Marisa Antonia Scattarelli – Albarosa Ines Bassani
L’ erede di un santo. Giovanni Maria Viviani
Edizioni Leggimi, Vignole (CN) 2025
Un nuovo volume restituisce voce e volto a don Giovanni Maria Viviani, segretario del vescovo Farina e direttore dell’Istituto
Un nuovo libro, a cura delle Suore Maestre di Santa Dorotea Figlie dei Sacri Cuori, riporta alla luce la figura di don Giovanni Maria Viviani, primo direttore dell’Istituto, che da giovane sacerdote accompagnò mons.

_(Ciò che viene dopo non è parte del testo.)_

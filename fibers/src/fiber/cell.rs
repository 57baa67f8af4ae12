// src/fiber/cell.rs

use super::Fiber;
use crate::error::WrongFiberError;

use std::cell::UnsafeCell;
use std::fmt;
use std::sync::atomic::{AtomicBool, Ordering};

/// State owned by exactly one fiber.
///
/// This is not a lock. Access is only granted while the caller is executing
/// on the owning fiber, and the fiber never runs two items at once, so there
/// is a single writer by construction. A call from anywhere else fails with
/// [`WrongFiberError`] instead of waiting, which surfaces violations of the
/// fiber contract instead of hiding them.
pub(crate) struct FiberCell<S> {
  fiber: Fiber,
  borrowed: AtomicBool,
  value: UnsafeCell<S>,
}

// SAFETY: `with` hands out `&mut S` only while the caller is the fiber's drain
// task (checked through `is_on_fiber`) and no other borrow is live (checked
// through `borrowed`). The drain task is the only task with that identity, and
// successive items synchronise through the fiber's queue mutex, so accesses
// never overlap even when the task migrates between threads.
unsafe impl<S: Send> Sync for FiberCell<S> {}

impl<S> FiberCell<S> {
  pub(crate) fn new(fiber: Fiber, value: S) -> Self {
    Self {
      fiber,
      borrowed: AtomicBool::new(false),
      value: UnsafeCell::new(value),
    }
  }

  /// Runs `f` with exclusive access to the state.
  ///
  /// # Panics
  ///
  /// Panics on re-entrant access from inside `f`.
  pub(crate) fn with<R>(&self, f: impl FnOnce(&mut S) -> R) -> Result<R, WrongFiberError> {
    self.fiber.assert_on_fiber()?;

    if self.borrowed.swap(true, Ordering::Acquire) {
      panic!("re-entrant access to state owned by fiber '{}'", self.fiber.name());
    }
    let _release = ReleaseOnDrop(&self.borrowed);

    // SAFETY: see the `Sync` impl above; both conditions were just checked.
    let value = unsafe { &mut *self.value.get() };
    Ok(f(value))
  }
}

struct ReleaseOnDrop<'a>(&'a AtomicBool);

impl Drop for ReleaseOnDrop<'_> {
  fn drop(&mut self) {
    self.0.store(false, Ordering::Release);
  }
}

impl<S> fmt::Debug for FiberCell<S> {
  fn fmt(&self, f: &mut fmt::Formatter<'_>) -> fmt::Result {
    f.debug_struct("FiberCell")
      .field("fiber", &self.fiber.name())
      .finish_non_exhaustive()
  }
}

Giovanni Antonio Farina a Roma in occasione del Concilio Vaticano I (1869–1870).
Il volume intitolato, che uscirà il primo febbraio 2026, ricco di fonti inedite e testimonianze, si presenta come un contributo prezioso per la storia dell’Istituto, ma anche per la conoscenza della Chiesa di quel tempo e dei suoi protagonisti.
La superiora generale, suor Maria Teresa Peña, apre il libro con una presentazione che ne sottolinea il valore ecclesiale e carismatico. Segue la ricostruzione biografica di suor Marisa Antonia Scattarelli, che delinea con sensibilità il profilo umano e spirituale del Viviani, sacerdote colto, fedele, di profonda vita interiore e instancabile dedizione.

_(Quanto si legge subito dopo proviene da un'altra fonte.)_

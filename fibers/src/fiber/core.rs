// src/fiber/core.rs

use super::exception::{default_exception_handler, ExceptionHandler, TaskFailure};
use super::FiberId;
use crate::error::{TaskError, TaskResult};
use crate::handler::TaskOutcome;

use futures_util::future::{BoxFuture, FutureExt};
use parking_lot::{Mutex, RwLock};
use std::collections::VecDeque;
use std::fmt;
use std::future::Future;
use std::panic::AssertUnwindSafe;
use std::sync::Arc;
use tokio::runtime::Handle;
use tokio::task::Id as TokioTaskId;

type Thunk = Box<dyn FnOnce() -> BoxFuture<'static, TaskResult> + Send + 'static>;

/// One pending unit of work: an optional name plus a zero-argument async action.
pub(crate) struct WorkItem {
  name: Option<Arc<str>>,
  thunk: Thunk,
}

impl WorkItem {
  pub(crate) fn new<F>(name: Option<Arc<str>>, thunk: F) -> Self
  where
    F: FnOnce() -> BoxFuture<'static, TaskResult> + Send + 'static,
  {
    Self {
      name,
      thunk: Box::new(thunk),
    }
  }

  /// Wraps a synchronous closure. The closure runs when the item is executed,
  /// not when it is created.
  pub(crate) fn from_fn<F, R>(name: Option<Arc<str>>, f: F) -> Self
  where
    F: FnOnce() -> R + Send + 'static,
    R: TaskOutcome,
  {
    Self::new(name, move || Box::pin(async move { f().into_task_result() }))
  }

  pub(crate) fn from_async<F, Fut>(name: Option<Arc<str>>, f: F) -> Self
  where
    F: FnOnce() -> Fut + Send + 'static,
    Fut: Future + Send + 'static,
    Fut::Output: TaskOutcome,
  {
    Self::new(name, move || f().map(TaskOutcome::into_task_result).boxed())
  }

  /// Runs the item to completion, turning a panic into a `TaskError`.
  async fn execute(self) -> Result<(), TaskError> {
    let thunk = self.thunk;
    match AssertUnwindSafe(async move { thunk().await }).catch_unwind().await {
      Ok(Ok(())) => Ok(()),
      Ok(Err(error)) => Err(TaskError::Failed(error)),
      Err(payload) => Err(TaskError::from_panic(payload)),
    }
  }
}

impl fmt::Debug for WorkItem {
  fn fmt(&self, f: &mut fmt::Formatter<'_>) -> fmt::Result {
    f.debug_struct("WorkItem").field("name", &self.name).finish_non_exhaustive()
  }
}

/// Queue state guarded by the fiber's own lock.
#[derive(Default)]
struct QueueState {
  /// Pending items. `None` while idle; created on the first enqueue and
  /// discarded by the worker once drained.
  pending: Option<VecDeque<WorkItem>>,
  /// Task id of the drain loop while it runs.
  worker: Option<TokioTaskId>,
  /// Name of the item the worker is executing right now.
  current: Option<Arc<str>>,
}

/// Shared state behind every `Fiber` handle.
pub(crate) struct FiberCore {
  pub(crate) id: FiberId,
  pub(crate) name: Arc<str>,
  runtime: Handle,
  state: Mutex<QueueState>,
  exception_handler: RwLock<Option<ExceptionHandler>>,
}

impl fmt::Debug for FiberCore {
  fn fmt(&self, f: &mut fmt::Formatter<'_>) -> fmt::Result {
    let state = self.state.lock();
    f.debug_struct("FiberCore")
      .field("id", &self.id)
      .field("name", &self.name)
      .field("pending", &state.pending.as_ref().map_or(0, VecDeque::len))
      .field("running", &state.worker.is_some())
      .finish()
  }
}

impl FiberCore {
  pub(crate) fn new(
    name: Arc<str>,
    runtime: Handle,
    exception_handler: Option<ExceptionHandler>,
  ) -> Self {
    Self {
      id: FiberId::next(),
      name,
      runtime,
      state: Mutex::new(QueueState::default()),
      exception_handler: RwLock::new(exception_handler),
    }
  }

  pub(crate) fn runtime(&self) -> &Handle {
    &self.runtime
  }

  /// Appends an item to the tail of the queue, starting a worker if the
  /// queue was idle. Never blocks on the item itself.
  pub(crate) fn enqueue(self: &Arc<Self>, item: WorkItem) {
    let mut state = self.state.lock();
    match state.pending.as_mut() {
      Some(pending) => {
        pending.push_back(item);
        tracing::trace!(fiber = %self.name, queued = pending.len(), "work queued");
      }
      None => {
        let mut pending = VecDeque::new();
        pending.push_back(item);
        state.pending = Some(pending);
        // Only the idle -> busy transition spawns, so at most one drain loop
        // exists per fiber.
        drop(state);
        tracing::trace!(fiber = %self.name, "work queued, starting worker");
        self.spawn_worker();
      }
    }
  }

  fn spawn_worker(self: &Arc<Self>) {
    let core = Arc::clone(self);
    self.runtime.spawn(core.drain());
  }

  /// The worker loop. Exits only when it finds the queue empty.
  async fn drain(self: Arc<Self>) {
    let mut guard = WorkerGuard::register(&self);

    loop {
      let item = {
        let mut state = self.state.lock();
        match state.pending.as_mut().and_then(VecDeque::pop_front) {
          Some(item) => {
            state.current = item.name.clone();
            item
          }
          None => {
            state.pending = None;
            state.current = None;
            state.worker = None;
            guard.disarm();
            tracing::trace!(fiber = %self.name, "queue drained, worker exiting");
            return;
          }
        }
      };

      let task_name = item.name.clone();
      if let Err(error) = item.execute().await {
        self.report(TaskFailure::new(self.id, self.name.clone(), task_name, error));
      }
    }
  }

  fn report(&self, failure: TaskFailure) {
    let handler = self
      .exception_handler
      .read()
      .clone()
      .unwrap_or_else(default_exception_handler);
    handler(&failure);
  }

  pub(crate) fn set_exception_handler(&self, handler: Option<ExceptionHandler>) {
    *self.exception_handler.write() = handler;
  }

  pub(crate) fn is_current_worker(&self) -> bool {
    match tokio::task::try_id() {
      Some(id) => self.state.lock().worker == Some(id),
      None => false,
    }
  }

  pub(crate) fn current_task_name(&self) -> Option<Arc<str>> {
    let state = self.state.lock();
    state.worker.and(state.current.clone())
  }

  pub(crate) fn queued_task_names(&self) -> Vec<Option<Arc<str>>> {
    let state = self.state.lock();
    state
      .pending
      .iter()
      .flatten()
      .map(|item| item.name.clone())
      .collect()
  }

  /// No pending queue and no worker.
  #[cfg(test)]
  pub(crate) fn is_idle(&self) -> bool {
    let state = self.state.lock();
    state.pending.is_none() && state.worker.is_none()
  }

  pub(crate) fn queue_len(&self) -> usize {
    self.state.lock().pending.as_ref().map_or(0, VecDeque::len)
  }
}

/// Records the drain loop's identity and repairs the queue state if the loop
/// dies without reaching its normal exit, e.g. when an exception handler
/// panics or the runtime drops the task.
struct WorkerGuard {
  core: Arc<FiberCore>,
  armed: bool,
}

impl WorkerGuard {
  fn register(core: &Arc<FiberCore>) -> Self {
    let id = tokio::task::try_id();
    core.state.lock().worker = id;
    tracing::trace!(fiber = %core.name, "worker started");
    Self {
      core: Arc::clone(core),
      armed: true,
    }
  }

  fn disarm(&mut self) {
    self.armed = false;
  }
}

impl Drop for WorkerGuard {
  fn drop(&mut self) {
    if !self.armed {
      return;
    }

    let respawn = {
      let mut state = self.core.state.lock();
      state.worker = None;
      state.current = None;
      match state.pending.as_ref() {
        Some(pending) if !pending.is_empty() => true,
        _ => {
          state.pending = None;
          false
        }
      }
    };

    tracing::warn!(fiber = %self.core.name, respawn, "worker exited abnormally");
    if respawn {
      self.core.spawn_worker();
    }
  }
}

Questa costituisce la prima parte del libro, intitolata:
- L’erede fedele di san Giovanni Antonio Farina”.
La seconda sezione dell’opera è curata da suor Albarosa Ines Bassani, che presenta due manoscritti inediti legati alla permanenza a Roma del vescovo Farina e del suo segretario durante il Concilio Vaticano I:
- Il Viaggio di Roma, diario originale di don Viviani, scritto giorno per giorno in un quaderno di novanta pagine,
- e il Commento al Diario di G. M. Viviani, redatto da Domenico Bortolan, bibliotecario e storico vicentino, che arricchisce il testo con note di straordinario valore storico, artistico e spirituale.
Il diario del Viviani è una cronaca viva e spontanea: dalle giornate piovose di Roma alle visite ai palazzi e alle chiese, dagli incontri con personalità ecclesiastiche alle sessioni conciliari, ogni pagina restituisce l’atmosfera di un evento epocale, vissuto con lo sguardo attento di chi serve e osserva. Bortolan, invece, nel suo commento, intreccia erudizione e affetto, delineando un ritratto intimo del giovane segretario e del vescovo Farina, che il padre conciliare Giuseppe Franco definisce «un vecchio santo e di somma prudenza».

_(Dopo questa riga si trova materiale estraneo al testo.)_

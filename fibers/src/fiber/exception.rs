//! Exception routing for fire-and-forget work.
//!
//! Failures of work queued with `queue_to_run` (or delivered by a channel) are
//! never propagated to whoever enqueued them. They are handed to the fiber's
//! own exception handler, or to the process-wide default when the fiber has
//! none.
//!
//! The default handler is global state. Prefer giving each fiber its own
//! handler through [`FiberBuilder::exception_handler`](super::FiberBuilder::exception_handler)
//! and keep the global one for last-resort reporting.

use super::FiberId;
use crate::error::TaskError;

use once_cell::sync::Lazy;
use parking_lot::RwLock;
use std::fmt;
use std::sync::Arc;

/// A callback receiving failures of work executed on a fiber.
pub type ExceptionHandler = Arc<dyn Fn(&TaskFailure) + Send + Sync + 'static>;

/// A failure raised by a work item while it executed on a fiber.
#[derive(Debug)]
pub struct TaskFailure {
  fiber_id: FiberId,
  fiber_name: Arc<str>,
  task_name: Option<Arc<str>>,
  error: TaskError,
}

impl TaskFailure {
  pub(crate) fn new(
    fiber_id: FiberId,
    fiber_name: Arc<str>,
    task_name: Option<Arc<str>>,
    error: TaskError,
  ) -> Self {
    Self {
      fiber_id,
      fiber_name,
      task_name,
      error,
    }
  }

  /// The fiber the work ran on.
  pub fn fiber_id(&self) -> FiberId {
    self.fiber_id
  }

  /// The name of the fiber the work ran on.
  pub fn fiber_name(&self) -> &str {
    &self.fiber_name
  }

  /// The name of the work item, if it had one.
  pub fn task_name(&self) -> Option<&str> {
    self.task_name.as_deref()
  }

  /// What went wrong.
  pub fn error(&self) -> &TaskError {
    &self.error
  }

  /// Consumes the report, returning the underlying error.
  pub fn into_error(self) -> TaskError {
    self.error
  }
}

impl fmt::Display for TaskFailure {
  fn fmt(&self, f: &mut fmt::Formatter<'_>) -> fmt::Result {
    match &self.task_name {
      Some(task) => write!(f, "fiber '{}' task '{}': {}", self.fiber_name, task, self.error),
      None => write!(f, "fiber '{}': {}", self.fiber_name, self.error),
    }
  }
}

static DEFAULT_EXCEPTION_HANDLER: Lazy<RwLock<ExceptionHandler>> =
  Lazy::new(|| RwLock::new(baseline_handler()));

fn baseline_handler() -> ExceptionHandler {
  Arc::new(trap_failure)
}

/// The handler installed until someone replaces it: log the failure, then trap
/// in debug builds so it cannot go unnoticed during development.
fn trap_failure(failure: &TaskFailure) {
  tracing::error!(
    fiber = failure.fiber_name(),
    fiber_id = %failure.fiber_id(),
    task = failure.task_name().unwrap_or("<unnamed>"),
    error = %failure.error(),
    "unhandled failure on fiber"
  );

  if cfg!(debug_assertions) {
    panic!("unhandled failure on {}", failure);
  }
}

/// Replaces the process-wide default exception handler.
///
/// The default cannot be removed, only replaced; use
/// [`reset_default_exception_handler`] to restore the built-in behaviour.
pub fn set_default_exception_handler<F>(handler: F)
where
  F: Fn(&TaskFailure) + Send + Sync + 'static,
{
  *DEFAULT_EXCEPTION_HANDLER.write() = Arc::new(handler);
}

/// Restores the built-in default exception handler.
///
/// The built-in handler logs the failure at `error` level and, in debug
/// builds, panics.
pub fn reset_default_exception_handler() {
  *DEFAULT_EXCEPTION_HANDLER.write() = baseline_handler();
}

/// Returns the current process-wide default exception handler.
pub fn default_exception_handler() -> ExceptionHandler {
  DEFAULT_EXCEPTION_HANDLER.read().clone()
}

L’edizione si completa con un significativo capitolo scritto da suor Bassani, che spiega le circostanze del rientro anticipato del vescovo Farina da Roma e che offre uno sguardo nuovo sulla sua figura di pastore saggio e profetico.
Con questo volume l’Istituto delle Suore Maestre di Santa Dorotea compie un passo importante nella valorizzazione delle proprie radici storiche e spirituali: una ricerca paziente che evidenzia fedeltà, passione educativa e amore alla Chiesa.
E dalle pagine di questo libro emerge limpida la voce di un sacerdote umile e fedele, vicario di quattro vescovi, che ha saputo lasciare una traccia silenziosa ma profonda nella storia della Chiesa vicentina.
Un tassello prezioso che si aggiunge al mosaico della santità quotidiana. Attraverso lo sguardo di Giovanni Maria Viviani, risplende anche oggi la luce semplice e viva del carisma di san Giovanni Antonio Farina.